Aku tau ini pasti akan terjadi, cepat lambat pasti dia akan menanyakan bagaimana masalaluku denganmu. Ah, ingin sekali aku menarik nafas sepanjang yang aku bisa, sedalam yang aku mampu. Aku tlah melupakannya, bukankah kamu pun tau ? melupakan semua kenanganku denganmu tentangmu meski awalnya dengan susah payah, tapi sekarang aku mampu, aku telah melupakannya.
Aku tak mengerti, yang aku tau aku mencintainya, kamu pun tlah mengetahuinya kan ? pertama kalinya sepanjang aku mengenalmu, setelah sekian lama yang kamu tau aku hanya mencintaimu, kemarin aku mengatakannya dengan lepas tanpa beban “aku mencintainya” di depanmu. Hal yang tak pernah aku lakukan sebelum ini, kamu pun bisa melihatnya di sorot mataku; menurutmu, betapa aku mencintainya.
Dan sekarang, setelah aku yakin hatiku tlah berhenti dihatinya dia malah memintaku untuk mengingat apa yang tlah terjadi dulu dengan kita. Padahal aku tlah melupakan semuanya, apalagi harus menjelaskan semuanya secara detail, aku tak mampu lagi mengingatnya. Memori ingatanku tlah kosong dari semua ingatan tentang kamu, tentang kita dulu.
Apa kamu mau membantuku mengingat kembali semuanya ? mengeja semuanya dari awal ? kapan pertama kali kamu menyapaku ? kapan pertama kali senyum itu mengarah padaku ? kapan pertama kali sorot matamu menikam hatiku ? kapan pertama kali kamu menggenggam tanganku ? kapan pertama kali semua hal-hal gila yang tlah kita lakukan seperti sebuah rutinitas yang terlalu sulit untuk dilupakan ?
Apa harus ku katakan semuanya padanya ? betapa dulu jemari itu hangat menggenggam tanganku ? betapa dulu sorot mata itu terlalu tajam menatapku hingga ku tak mampu membalasnya ? betapa dulu aku slalu merindukan dan menunggu kapan lengan itu akan merangkulku lagi ? apa harus ?
Sekarang aku seperti melihat mimpi buruk itu terulang lagi, tereja satu persatu di ingatanku, tentang kamu yang slalu mengusik malam sepiku.

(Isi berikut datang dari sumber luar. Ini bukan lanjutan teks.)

//! Replay error types.

use thiserror::Error;

use crate::NodeId;

/// Inconsistencies found while folding a [`StepSequence`](crate::StepSequence)
/// back into algorithm state.
#[derive(Debug, Error, Clone, PartialEq)]
pub enum ReplayError {
    // ------ Array traces ------

    /// A `swap` or `pivot` step names an index past the end of the array.
    #[error("step {step} touches index {index} of an array of length {len}")]
    IndexOutOfBounds {
        step: usize,
        index: usize,
        len: usize,
    },

    /// The snapshot carried by a step differs from the replayed array.
    #[error("step {step} snapshot does not match the replayed array")]
    SnapshotMismatch { step: usize },

    /// The sequence ended without the whole-array `sorted` step.
    #[error("trace has no terminal `sorted` step")]
    MissingTerminalSorted,

    // ------ Graph traces ------

    /// A node was visited more than once.
    #[error("node {0} visited twice")]
    VisitedTwice(NodeId),

    /// A `complete` step arrived for a node that was never visited.
    #[error("node {0} completed before it was visited")]
    CompletedBeforeVisit(NodeId),
}
//! Breadth-first search tracer.
//!
//! Nodes are marked visited when enqueued, not when dequeued, so no node is
//! ever queued twice. Each newly discovered neighbour yields a paired
//! `explore(current, neighbour)` + `visit(neighbour)`; each dequeued node
//! ends with `complete(node)`.

use std::collections::{HashSet, VecDeque};

use steps::{Step, StepRecorder, StepSequence};
use tracing::{debug, info, instrument};

use crate::{AdjacencyList, Graph, GraphConfig, NodeId};

/// Trace a BFS of `graph` from `start`.
///
/// Returns an empty sequence if `start` is not a node of `graph`.
#[instrument(skip(graph, config), fields(nodes = graph.nodes.len()))]
pub fn trace(graph: &Graph, start: NodeId, config: &GraphConfig) -> StepSequence {
    if !graph.contains(start) {
        debug!("start node not in graph, returning empty trace");
        return StepSequence::empty();
    }
    trace_adjacency(&AdjacencyList::build(graph, config), start)
}

/// Trace a BFS over a prebuilt adjacency list.
pub fn trace_adjacency(adjacency: &AdjacencyList, start: NodeId) -> StepSequence {
    if !adjacency.contains(start) {
        debug!(start, "start node not in adjacency list, returning empty trace");
        return StepSequence::empty();
    }

    let mut rec = StepRecorder::new();
    let mut visited: HashSet<NodeId> = HashSet::with_capacity(adjacency.len());
    let mut queue: VecDeque<NodeId> = VecDeque::from([start]);

    visited.insert(start);
    rec.push(Step::Visit { node: start, distance: None });

    while let Some(current) = queue.pop_front() {
        for neighbor in adjacency.neighbors(current) {
            let target = neighbor.node;
            if visited.insert(target) {
                queue.push_back(target);
                rec.push(Step::Explore { from: current, to: target });
                rec.push(Step::Visit { node: target, distance: None });
            }
        }
        rec.push(Step::Complete { node: current });
    }

    info!(steps = rec.len(), visited = visited.len(), "bfs trace complete");
    rec.finish()
}
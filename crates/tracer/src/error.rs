//! Tracer-level error types.
//!
//! Tracing itself never fails; these errors come from parsing names and
//! from [`validate_graph`](crate::validate_graph), the upstream check that
//! callers run before handing a graph to a tracer.

use thiserror::Error;

use crate::NodeId;

#[derive(Debug, Error, Clone, PartialEq)]
pub enum TracerError {
    // ------ Validation errors ------

    /// Two or more nodes share the same id.
    #[error("duplicate node ID: {0}")]
    DuplicateNodeId(NodeId),

    /// An edge references a node id that isn't declared.
    #[error("edge references unknown node {node_id} ({side} side)")]
    UnknownNodeReference {
        node_id: NodeId,
        side: &'static str,
    },

    /// Dijkstra requires nonnegative weights.
    #[error("edge {from} -> {to} has negative weight {weight}")]
    NegativeWeight {
        from: NodeId,
        to: NodeId,
        weight: f64,
    },

    /// NaN or infinite weight.
    #[error("edge {from} -> {to} has non-finite weight")]
    NonFiniteWeight { from: NodeId, to: NodeId },

    // ------ Parsing errors ------

    #[error("unknown graph algorithm '{0}' (expected dfs, bfs or dijkstra)")]
    UnknownAlgorithm(String),

    #[error("unknown pivot method '{0}' (expected last, first, middle, random or median)")]
    UnknownPivotMethod(String),
}
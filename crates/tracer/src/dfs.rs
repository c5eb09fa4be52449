//! Depth-first search tracer.
//!
//! The traversal runs on an explicit stack of `(node, next neighbour index)`
//! frames instead of host recursion, so trace depth is bounded by memory
//! rather than by the call stack. The emitted order is that of the textbook
//! recursive DFS:
//!
//! - `visit(n)` when `n` is first reached,
//! - `explore(n, m)` right before descending into an unvisited neighbour `m`,
//! - `complete(n)` once every neighbour of `n` was considered,
//! - `backtrack(n, p)` when returning to `p`, the previous node on the path.

use std::collections::HashSet;

use steps::{Step, StepRecorder, StepSequence};
use tracing::{debug, info, instrument};

use crate::{AdjacencyList, Graph, GraphConfig, NodeId};

/// A node on the current DFS path.
struct Frame {
    node: NodeId,
    /// Index into the node's neighbour list of the next entry to consider.
    next: usize,
}

/// Trace a DFS of `graph` from `start`.
///
/// Returns an empty sequence if `start` is not a node of `graph`.
#[instrument(skip(graph, config), fields(nodes = graph.nodes.len()))]
pub fn trace(graph: &Graph, start: NodeId, config: &GraphConfig) -> StepSequence {
    if !graph.contains(start) {
        debug!("start node not in graph, returning empty trace");
        return StepSequence::empty();
    }
    trace_adjacency(&AdjacencyList::build(graph, config), start)
}

/// Trace a DFS over a prebuilt adjacency list.
pub fn trace_adjacency(adjacency: &AdjacencyList, start: NodeId) -> StepSequence {
    if !adjacency.contains(start) {
        debug!(start, "start node not in adjacency list, returning empty trace");
        return StepSequence::empty();
    }

    let mut rec = StepRecorder::new();
    let mut visited: HashSet<NodeId> = HashSet::with_capacity(adjacency.len());
    let mut path: Vec<Frame> = Vec::new();

    enter(start, &mut visited, &mut path, &mut rec);

    while let Some(frame) = path.last_mut() {
        let node = frame.node;
        match adjacency.neighbors(node).get(frame.next) {
            Some(neighbor) => {
                frame.next += 1;
                if !visited.contains(&neighbor.node) {
                    rec.push(Step::Explore { from: node, to: neighbor.node });
                    enter(neighbor.node, &mut visited, &mut path, &mut rec);
                }
            }
            None => {
                path.pop();
                rec.push(Step::Complete { node });
                if let Some(previous) = path.last() {
                    rec.push(Step::Backtrack { from: node, to: previous.node });
                }
            }
        }
    }

    info!(steps = rec.len(), visited = visited.len(), "dfs trace complete");
    rec.finish()
}

fn enter(
    node: NodeId,
    visited: &mut HashSet<NodeId>,
    path: &mut Vec<Frame>,
    rec: &mut StepRecorder,
) {
    visited.insert(node);
    path.push(Frame { node, next: 0 });
    rec.push(Step::Visit { node, distance: None });
}
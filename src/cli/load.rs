//! Resolving a task source and building the collection

use anyhow::{Context, Result};
use tracing::{debug, info};

use super::app::SourceArgs;
use crate::config::Config;
use crate::domain::TaskCollection;
use crate::source::{AsanaClient, Credential, FileSource, Keyring, SecretStore, TaskSource};

/// Picks the source named on the command line
pub fn source(args: &SourceArgs, config: &Config) -> Result<Box<dyn TaskSource>> {
    if let Some(path) = &args.input {
        return Ok(Box::new(FileSource::new(path)));
    }

    let project_id = args
        .project_id
        .as_deref()
        .context("A project id or --input is required")?;

    let keyring = config.api.keyring.then(Keyring::default);
    let credential = Credential::resolve(
        args.token.as_deref(),
        keyring.as_ref().map(|k| k as &dyn SecretStore),
        config.api.token.as_deref(),
    )?;
    let client = AsanaClient::new(
        &config.api.base_url,
        config.api.timeout(),
        project_id,
        credential,
    )?;

    Ok(Box::new(client))
}

/// Fetches tasks and builds the collection, failing on dangling references
pub fn tasks(args: &SourceArgs, config: &Config) -> Result<TaskCollection> {
    let source = source(args, config)?;
    let description = source.describe();
    debug!(source = %description, "Loading tasks");

    let tasks = source
        .fetch()
        .with_context(|| format!("Failed to load tasks from {}", description))?;

    let collection = TaskCollection::from_tasks(tasks)
        .with_context(|| format!("Inconsistent task list from {}", description))?;

    info!(
        tasks = collection.len(),
        edges = collection.edge_count(),
        "Loaded task graph"
    );
    Ok(collection)
}
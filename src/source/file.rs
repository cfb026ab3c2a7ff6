//! Offline source reading a saved tasks payload

use std::fs;
use std::io::Read;
use std::path::PathBuf;

use tracing::debug;

use super::{parse_tasks, FetchError, TaskSource};
use crate::domain::Task;

/// Reads the API payload from a file, or stdin when the path is `-`
pub struct FileSource {
    path: PathBuf,
}

impl FileSource {
    pub fn new(path: impl Into<PathBuf>) -> Self {
        Self { path: path.into() }
    }

    fn is_stdin(&self) -> bool {
        self.path.as_os_str() == "-"
    }

    fn read(&self) -> Result<String, FetchError> {
        let io_err = |source| FetchError::Io {
            path: self.path.display().to_string(),
            source,
        };

        if self.is_stdin() {
            let mut buf = String::new();
            std::io::stdin().read_to_string(&mut buf).map_err(io_err)?;
            Ok(buf)
        } else {
            fs::read_to_string(&self.path).map_err(io_err)
        }
    }
}

impl TaskSource for FileSource {
    fn fetch(&self) -> Result<Vec<Task>, FetchError> {
        debug!(path = %self.path.display(), "Reading tasks payload");
        parse_tasks(&self.read()?)
    }

    fn describe(&self) -> String {
        if self.is_stdin() {
            "stdin".to_string()
        } else {
            format!("file {}", self.path.display())
        }
    }
}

Aaaa aku harus memaki siapa ? kenapa harus dia ? kenapa harus dia yang memanggil ingatanku tentangmu kembali ? kenapa harus dia yang sekarang telah memiliki hatiku seutuhnya ? kenapa harus dia, Tuhan ? :’(
Yang aku tau aku mencintainya dan dia mencintaiku, yang aku tau aku menerima dia apa adanya dia sekarang tak perduli bagaimana dengan masa lalu yang dimilikinya, yang aku tau hatinya sekarang milikku, tak perduli bagaimana dulu dia mencintai masalalunya, yang aku tau sekarang jemari tangannya hangat menggenggam tanganku tak perduli bagaimana dulu jemari tangannya menggenggam jemari milik masa lalunya. Yang aku tau sekarang sorot matanya di penuhi cinta untukku, tak peduli bagaimana dulu di matanya ada cinta untuk masa lalunya. Yang aku tau sekarang lengannya yang mampu menghangatkanku dalam peluknya, tak perduli bagaimana dulu lengan itu yang dia gunakan untuk menenangkan masalalunya dalam peluknya. Yang aku tau sekarang segala hal yang ada padanya adalah milikku :’(
Aku mencintainya, apa dia tak tau ? apa dia tak merasakan saat ini yang berarti untukku hanya dirinya ? meski satu sapaan pagi lewat pesan singkat tak berarti. Aku mencintainya, mungkin berbeda dengan caraku dulu mencintaimu, tapi tetap saja, aku mencintainya. Bahkan berharap lebih dari apa yang pernah aku harapkan padamu dulu.
Aku tlah berdamai dengan masa lalu kita, ah sial ! maaf malam ini aku membukanya lagi sedikit, maaf. Ini hanya untuk menjawab sedikit pertanyaan dari dia pemilik hatiku. Tapi efeknya aku seperti terjerembab dalam kubangan yang aku hafal sekali aku harus menghindarinya.
Aku mencintainya, harusnya ia mengerti, cinta itu menerima apa adanya sosok cinta itu sekarang tanpa mempermasalahkan masa lalu dari cinta itu sendiri, karna ya memang adanya yang cinta tau dia hidup di masa sekarang tanpa berusaha untuk menengok apa lagi kembali ke masa lalu, harusnya dia tau.